Но это все не так важно, как ежедневный уход за ребенком. Даже если бы я захотел этим лично заняться, знаю, что не получится. Встает вопрос о няне, но доверять чужому человеку своего ребенка — та еще рискованная затея. Как же быть? Хоть мать Даньку и бросила, мне подкинула, но горячее желание тут же лишить ее материнских прав надо хорошо обдумать. Сейчас много пишут о послеродовой депрессии, может, и у нее что-то подобное произошло.

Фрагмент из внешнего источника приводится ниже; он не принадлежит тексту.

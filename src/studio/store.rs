use std::collections::HashMap;
use std::path::Path;
use std::sync::{Arc, Mutex, RwLock};

use anyhow::Context;
use async_trait::async_trait;
use chrono::SecondsFormat;
use rusqlite::{Connection, OptionalExtension, params};

use super::models::{RunId, RunRecord, RunStatus};
use crate::config::{StorageBackend, StorageConfig};
use crate::errors::StoreError;

/// Durable keyed storage for run records.
///
/// Every `upsert` is durable before it returns. Upserts for the same run are
/// serialized by the implementation; the pipeline engine is the only writer
/// while a run is active.
#[async_trait]
pub trait RunStore: Send + Sync {
    /// Insert or replace the record with the same `run_id`.
    async fn upsert(&self, run: RunRecord) -> Result<RunRecord, StoreError>;

    async fn get(&self, run_id: RunId) -> Result<Option<RunRecord>, StoreError>;

    /// All runs, newest first by `created_at`.
    async fn list(&self) -> Result<Vec<RunRecord>, StoreError>;

    async fn list_by_status(&self, statuses: &[RunStatus]) -> Result<Vec<RunRecord>, StoreError> {
        Ok(self
            .list()
            .await?
            .into_iter()
            .filter(|r| statuses.contains(&r.status))
            .collect())
    }
}

/// Open the store selected by the storage configuration.
pub fn open_store(config: &StorageConfig) -> anyhow::Result<Arc<dyn RunStore>> {
    match config.backend {
        StorageBackend::Sqlite => {
            if let Some(parent) = config.db_path.parent()
                && !parent.as_os_str().is_empty()
            {
                std::fs::create_dir_all(parent)
                    .context("Failed to create run store directory")?;
            }
            let store = SqliteRunStore::open(&config.db_path)
                .with_context(|| format!("Failed to open run store at {}", config.db_path.display()))?;
            Ok(Arc::new(store))
        }
        StorageBackend::Memory => Ok(Arc::new(MemoryRunStore::default())),
    }
}

// ── SQLite backend ───────────────────────────────────────────────────

pub struct RunDb {
    conn: Connection,
}

impl RunDb {
    /// Open (or create) a SQLite database at the given path and run migrations.
    pub fn new(path: &Path) -> anyhow::Result<Self> {
        let conn = Connection::open(path).context("Failed to open SQLite database")?;
        let db = Self { conn };
        db.init()?;
        Ok(db)
    }

    /// Create an in-memory SQLite database (for testing).
    pub fn new_in_memory() -> anyhow::Result<Self> {
        let conn =
            Connection::open_in_memory().context("Failed to open in-memory SQLite database")?;
        let db = Self { conn };
        db.init()?;
        Ok(db)
    }

    fn init(&self) -> anyhow::Result<()> {
        self.conn
            .execute_batch("PRAGMA synchronous = FULL;")
            .context("Failed to configure synchronous writes")?;
        self.conn
            .execute_batch(
                "
                CREATE TABLE IF NOT EXISTS runs (
                    run_id TEXT PRIMARY KEY,
                    client_id TEXT NOT NULL,
                    mode TEXT NOT NULL,
                    status TEXT NOT NULL,
                    created_at TEXT NOT NULL,
                    updated_at TEXT NOT NULL,
                    record TEXT NOT NULL
                );

                CREATE INDEX IF NOT EXISTS idx_runs_created ON runs(created_at);
                CREATE INDEX IF NOT EXISTS idx_runs_status ON runs(status);
                ",
            )
            .context("Failed to create tables")?;
        Ok(())
    }

    pub fn upsert_run(&self, run: &RunRecord) -> Result<(), StoreError> {
        let record = serde_json::to_string(run).map_err(|source| StoreError::Encode {
            run_id: run.run_id,
            source,
        })?;
        self.conn
            .execute(
                "INSERT INTO runs (run_id, client_id, mode, status, created_at, updated_at, record)
                 VALUES (?1, ?2, ?3, ?4, ?5, ?6, ?7)
                 ON CONFLICT(run_id) DO UPDATE SET
                    status = excluded.status,
                    updated_at = excluded.updated_at,
                    record = excluded.record",
                params![
                    run.run_id.to_string(),
                    run.client_id,
                    run.mode.as_str(),
                    run.status.as_str(),
                    run.created_at.to_rfc3339_opts(SecondsFormat::Micros, true),
                    run.updated_at.to_rfc3339_opts(SecondsFormat::Micros, true),
                    record,
                ],
            )
            .map_err(|e| StoreError::Database(anyhow::Error::new(e).context("Failed to upsert run")))?;
        Ok(())
    }

    pub fn get_run(&self, run_id: RunId) -> Result<Option<RunRecord>, StoreError> {
        let record: Option<String> = self
            .conn
            .query_row(
                "SELECT record FROM runs WHERE run_id = ?1",
                params![run_id.to_string()],
                |row| row.get(0),
            )
            .optional()
            .map_err(|e| StoreError::Database(anyhow::Error::new(e).context("Failed to query run")))?;
        record
            .map(|json| serde_json::from_str(&json).map_err(StoreError::Decode))
            .transpose()
    }

    pub fn list_runs(&self) -> Result<Vec<RunRecord>, StoreError> {
        let db_err = |e: rusqlite::Error| {
            StoreError::Database(anyhow::Error::new(e).context("Failed to list runs"))
        };
        let mut stmt = self
            .conn
            .prepare("SELECT record FROM runs ORDER BY created_at DESC, rowid DESC")
            .map_err(db_err)?;
        let rows = stmt
            .query_map([], |row| row.get::<_, String>(0))
            .map_err(db_err)?;
        let mut runs = Vec::new();
        for row in rows {
            let json = row.map_err(db_err)?;
            runs.push(serde_json::from_str(&json).map_err(StoreError::Decode)?);
        }
        Ok(runs)
    }
}

/// SQLite-backed run store.
///
/// Wraps `RunDb` behind `Arc<Mutex>` and runs all access on tokio's blocking
/// thread pool via `spawn_blocking`, so synchronous SQLite I/O never ties up
/// async worker threads. The mutex also serializes upserts of the same run.
#[derive(Clone)]
pub struct SqliteRunStore {
    inner: Arc<Mutex<RunDb>>,
}

impl SqliteRunStore {
    pub fn open(path: &Path) -> anyhow::Result<Self> {
        Ok(Self::from_db(RunDb::new(path)?))
    }

    pub fn in_memory() -> anyhow::Result<Self> {
        Ok(Self::from_db(RunDb::new_in_memory()?))
    }

    pub fn from_db(db: RunDb) -> Self {
        Self {
            inner: Arc::new(Mutex::new(db)),
        }
    }

    /// Run a closure with access to the database on a blocking thread.
    async fn call<F, R>(&self, f: F) -> Result<R, StoreError>
    where
        F: FnOnce(&RunDb) -> Result<R, StoreError> + Send + 'static,
        R: Send + 'static,
    {
        let db = Arc::clone(&self.inner);
        tokio::task::spawn_blocking(move || {
            let guard = db.lock().map_err(|_| StoreError::LockPoisoned)?;
            f(&guard)
        })
        .await
        .map_err(|e| StoreError::Task(e.to_string()))?
    }
}

#[async_trait]
impl RunStore for SqliteRunStore {
    async fn upsert(&self, run: RunRecord) -> Result<RunRecord, StoreError> {
        self.call(move |db| {
            db.upsert_run(&run)?;
            Ok(run)
        })
        .await
    }

    async fn get(&self, run_id: RunId) -> Result<Option<RunRecord>, StoreError> {
        self.call(move |db| db.get_run(run_id)).await
    }

    async fn list(&self) -> Result<Vec<RunRecord>, StoreError> {
        self.call(|db| db.list_runs()).await
    }
}

// ── In-memory backend ────────────────────────────────────────────────

/// Process-local run store. Nothing survives a restart.
#[derive(Default)]
pub struct MemoryRunStore {
    runs: RwLock<HashMap<RunId, (u64, RunRecord)>>,
    next_seq: std::sync::atomic::AtomicU64,
}

#[async_trait]
impl RunStore for MemoryRunStore {
    async fn upsert(&self, run: RunRecord) -> Result<RunRecord, StoreError> {
        let mut runs = self.runs.write().map_err(|_| StoreError::LockPoisoned)?;
        let seq = match runs.get(&run.run_id) {
            Some((seq, _)) => *seq,
            None => self
                .next_seq
                .fetch_add(1, std::sync::atomic::Ordering::Relaxed),
        };
        runs.insert(run.run_id, (seq, run.clone()));
        Ok(run)
    }

    async fn get(&self, run_id: RunId) -> Result<Option<RunRecord>, StoreError> {
        let runs = self.runs.read().map_err(|_| StoreError::LockPoisoned)?;
        Ok(runs.get(&run_id).map(|(_, run)| run.clone()))
    }

    async fn list(&self) -> Result<Vec<RunRecord>, StoreError> {
        let runs = self.runs.read().map_err(|_| StoreError::LockPoisoned)?;
        let mut entries: Vec<&(u64, RunRecord)> = runs.values().collect();
        entries.sort_by(|(seq_a, a), (seq_b, b)| {
            b.created_at.cmp(&a.created_at).then(seq_b.cmp(seq_a))
        });
        Ok(entries.into_iter().map(|(_, run)| run.clone()).collect())
    }
}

Кто же она? Ломаю голову, перебираю тех, с кем проводил досуг, но не понимаю, где прокололся. От этих мыслей лопается голова, и прохладная вода не помогает. Новый год позволил отвлечься, но теперь я один на один со своей бедой. Ловлю себя на неправильных мыслях о Дарье. Заставил ее заботиться о своем сыне, буквально навязался, но самое ужасное, что не хочу отпускать ее, хотя понимаю, что, как только появится мать Дани, начнется такая засада, что полетят клочки по закоулочкам. И лучше трепетной Даше быть вдалеке от военных действий.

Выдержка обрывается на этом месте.